• _ACTION ITEM_:
The lines to reproduce run from the first one below to the line containing "as a boundary.", both included. Reproduce them exactly and nothing else.

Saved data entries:
>>>
//! Brand and model string cleanup.

use std::path::Path;
use std::sync::LazyLock;

use bilirank_core::{GENERIC_MODEL, UNKNOWN};
use regex::Regex;
use serde::Deserialize;

use crate::error::AnalysisError;

/// Model names that describe a variant rather than name one.
const DESCRIPTIVE_MODELS: [&str; 5] = ["新款", "旧款", "基础款", "升级款", "标准版"];

/// Ordered fallback patterns for pulling a model name out of free text. The
/// `m` group is the model; ASCII boundaries are spelled out so CJK text next
/// to a model still counts as a boundary.
static MODEL_PATTERNS: LazyLock<Vec<Regex>> = LazyLock::new(|| {
    [
        r"(?i)(?P<m>(?:iPhone|Galaxy|Pixel|Mate|Mi|Redmi|V|G|X|S)\s*\d+\s*(?:Pro|Max|Plus|Ultra|Detect|Slim)(?:\s+(?:Pro|Max|Plus|Ultra))?)",
        r"(?i)(?:^|[^a-z0-9_])(?P<m>Pura\s+(?:X|Max)|T[1-4]S?|SCOOPER(?:\s+SE)?|Young|M1(?:\s+Pro)?|T\s+Air)(?:$|[^a-z0-9_])",
        r"(?i)(?P<m>[a-z]+\d+\s*(?:Pro|Max|Plus|Ultra|Detect|Slim))",
        r"(?i)(?:^|[^a-z0-9_])(?P<m>[a-z]+\d+)(?:$|[^a-z0-9_])",
        r"(?i)\s(?P<m>Pro|Max|Plus|Ultra)\s",
    ]
    .iter()
    .map(|p| Regex::new(p).expect("valid regex"))
    .collect()
});

/// Pluggable alias table mapping spellings to a canonical brand name.
///
/// Lookup is exact and case-insensitive against each alias and the canonical
/// name itself; entries are tried in order.
#[derive(Debug, Clone, PartialEq, Eq)]
pub struct BrandAliases {
    entries: Vec<(String, Vec<String>)>,
}

#[derive(Deserialize)]
struct AliasEntry {
    brand: String,
    #[serde(default)]
    aliases: Vec<String>,
}

impl Default for BrandAliases {
    fn default() -> Self {
        let table: [(&str, &[&str]); 8] = [
            ("苹果", &["apple", "iphone", "ipad", "mac", "airpods"]),
            ("戴森", &["dyson"]),
            ("小米", &["xiaomi", "mi", "redmi"]),
            ("华为", &["huawei", "honor", "荣耀"]),
            ("三星", &["samsung", "galaxy"]),
            ("索尼", &["sony", "playstation", "ps5"]),
            ("小佩", &["petkit"]),
            ("CATLINK", &["catlink", "猫猫狗狗"]),
        ];
        Self::new(
            table
                .iter()
                .map(|(brand, aliases)| {
                    (
                        (*brand).to_string(),
                        aliases.iter().map(|a| (*a).to_string()).collect(),
                    )
                })
                .collect(),
        )
    }
}

impl BrandAliases {
    #[must_use]
    pub fn new(entries: Vec<(String, Vec<String>)>) -> Self {
        Self { entries }
    }

    /// An empty table: every brand maps to itself.
    #[must_use]
    pub fn empty() -> Self {
        Self::new(Vec::new())
    }

    /// Loads a table from a YAML list of `{brand, aliases}` entries.
    ///
    /// # Errors
    ///
    /// Returns [`AnalysisError::Aliases`] if the file cannot be read or parsed.
    pub fn from_yaml_file(path: &Path) -> Result<Self, AnalysisError> {
        let alias_err = |reason: String| AnalysisError::Aliases {
            path: path.display().to_string(),
            reason,
        };
        let raw = std::fs::read_to_string(path).map_err(|e| alias_err(e.to_string()))?;
        Self::from_yaml_str(&raw).map_err(|e| alias_err(e.to_string()))
    }

    /// # Errors
    ///
    /// Returns the YAML error if `raw` is not a list of `{brand, aliases}`.
    pub fn from_yaml_str(raw: &str) -> Result<Self, serde_yaml::Error> {
        let parsed: Vec<AliasEntry> = serde_yaml::from_str(raw)?;
        Ok(Self::new(
            parsed
                .into_iter()
                .map(|e| (e.brand, e.aliases))
                .collect(),
        ))
    }

    /// Canonical name for `brand`, or `brand` trimmed when no entry matches.
    #[must_use]
    pub fn normalize(&self, brand: &str) -> String {
        let trimmed = brand.trim();
        let lowered = trimmed.to_lowercase();
        if lowered.is_empty() {
            return String::new();
        }
        self.entries
            .iter()
            .find(|(canonical, aliases)| {
                canonical.to_lowercase() == lowered
                    || aliases.iter().any(|a| a.to_lowercase() == lowered)
            })
            .map_or_else(|| trimmed.to_string(), |(canonical, _)| canonical.clone())
    }

    #[must_use]
    pub fn len(&self) -> usize {
        self.entries.len()
    }

    #[must_use]
    pub fn is_empty(&self) -> bool {
        self.entries.is_empty()
    }
}

/// Upper-cases a brand made only of ASCII letters (`oppo` -> `OPPO`).
#[must_use]
pub fn format_brand_name(brand: &str) -> String {
    let trimmed = brand.trim();
    if !trimmed.is_empty() && trimmed.chars().all(|c| c.is_ascii_alphabetic()) {
        trimmed.to_ascii_uppercase()
    } else {
        trimmed.to_string()
    }
}

/// Resolves a `/`-joined brand to a single name.
///
/// The first segment that matches a `known` brand (case-insensitively) wins,
/// returned in its known spelling; otherwise the first segment.
#[must_use]
pub fn clean_brand_name(brand: &str, known: &[String]) -> String {
    let trimmed = brand.trim();
    if trimmed.is_empty() || trimmed == UNKNOWN || !trimmed.contains('/') {
        return trimmed.to_string();
    }

    let segments: Vec<&str> = trimmed.split('/').map(str::trim).collect();
    for segment in &segments {
        if let Some(k) = known.iter().find(|k| k.to_lowercase() == segment.to_lowercase()) {
            return k.clone();
        }
    }
    segments.first().map_or_else(String::new, |s| (*s).to_string())
}

/// Keeps the first `/` segment and maps descriptive names to the generic
/// model token.
#[must_use]
pub fn clean_model_name(model: &str) -> String {
    let first = model.split('/').next().unwrap_or_default().trim();
    if DESCRIPTIVE_MODELS.contains(&first) {
        GENERIC_MODEL.to_string()
    } else {
        first.to_string()
    }
}

/// First model-looking token in `content`, or an empty string.
#[must_use]
pub fn extract_model_from_content(content: &str) -> String {
    MODEL_PATTERNS
        .iter()
        .find_map(|re| re.captures(content))
        .and_then(|caps| caps.name("m"))
        .map(|m| m.as_str().trim().to_string())
        .unwrap_or_default()
}

#[cfg(test)]
mod tests {
    use super::*;

    fn known(brands: &[&str]) -> Vec<String> {
        brands.iter().map(|b| (*b).to_string()).collect()
    }

    #[test]
    fn default_aliases_normalize_exact_spellings() {
        let aliases = BrandAliases::default();
        assert_eq!(aliases.normalize("Apple"), "苹果");
        assert_eq!(aliases.normalize(" DYSON "), "戴森");
        assert_eq!(aliases.normalize("荣耀"), "华为");
        assert_eq!(aliases.normalize("catlink"), "CATLINK");
        assert_eq!(aliases.normalize("小米"), "小米");
    }

    #[test]
    fn alias_lookup_does_not_match_substrings() {
        let aliases = BrandAliases::default();
        assert_eq!(aliases.normalize("Midea"), "Midea");
        assert_eq!(aliases.normalize("追觅"), "追觅");
    }

    #[test]
    fn aliases_load_from_yaml() {
        let aliases = BrandAliases::from_yaml_str(
            "- brand: 追觅\n  aliases: [dreame]\n- brand: 石头\n  aliases: [roborock]\n",
        )
        .unwrap();
        assert_eq!(aliases.len(), 2);
        assert_eq!(aliases.normalize("Roborock"), "石头");
        assert_eq!(aliases.normalize("apple"), "apple");
    }

    #[test]
    fn missing_alias_file_is_reported() {
        let err = BrandAliases::from_yaml_file(Path::new("/nonexistent/aliases.yaml")).unwrap_err();
        assert!(matches!(err, AnalysisError::Aliases { .. }), "expected Aliases, got: {err:?}");
    }

    #[test]
    fn formats_pure_ascii_brands_upper_case() {
        assert_eq!(format_brand_name("oppo"), "OPPO");
        assert_eq!(format_brand_name("CatLink"), "CATLINK");
        assert_eq!(format_brand_name("小米"), "小米");
        assert_eq!(format_brand_name("K9 Pro"), "K9 Pro");
    }

    #[test]
    fn clean_brand_prefers_known_segment() {
        let declared = known(&["小佩", "CATLINK"]);
        assert_eq!(clean_brand_name("霍曼/catlink", &declared), "CATLINK");
        assert_eq!(clean_brand_name("霍曼/美的", &declared), "霍曼");
        assert_eq!(clean_brand_name("小米", &declared), "小米");
        assert_eq!(clean_brand_name("未知", &declared), "未知");
    }

    #[test]
    fn clean_model_maps_descriptive_words() {
        assert_eq!(clean_model_name("新款"), "通用");
        assert_eq!(clean_model_name("V12/V15"), "V12");
        assert_eq!(clean_model_name(" G10 "), "G10");
    }

    #[test]
    fn extracts_models_from_text() {
        assert_eq!(extract_model_from_content("我买的是 iPhone 15 Pro Max 真香"), "iPhone 15 Pro Max");
        assert_eq!(extract_model_from_content("V12吸力很强续航也不错"), "V12");
        assert_eq!(extract_model_from_content("小米 G10 一般般"), "G10");
        assert_eq!(extract_model_from_content("入手了 T4S 还行"), "T4S");
        assert_eq!(extract_model_from_content("没有型号的评论"), "");
    }
}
<<<
• _TASK SOLUTION_:
//! Brand and model string cleanup.

use std::path::Path;
use std::sync::LazyLock;

use bilirank_core::{GENERIC_MODEL, UNKNOWN};
use regex::Regex;
use serde::Deserialize;

use crate::error::AnalysisError;

/// Model names that describe a variant rather than name one.
const DESCRIPTIVE_MODELS: [&str; 5] = ["新款", "旧款", "基础款", "升级款", "标准版"];

/// Ordered fallback patterns for pulling a model name out of free text. The
/// `m` group is the model; ASCII boundaries are spelled out so CJK text next
/// to a model still counts as a boundary.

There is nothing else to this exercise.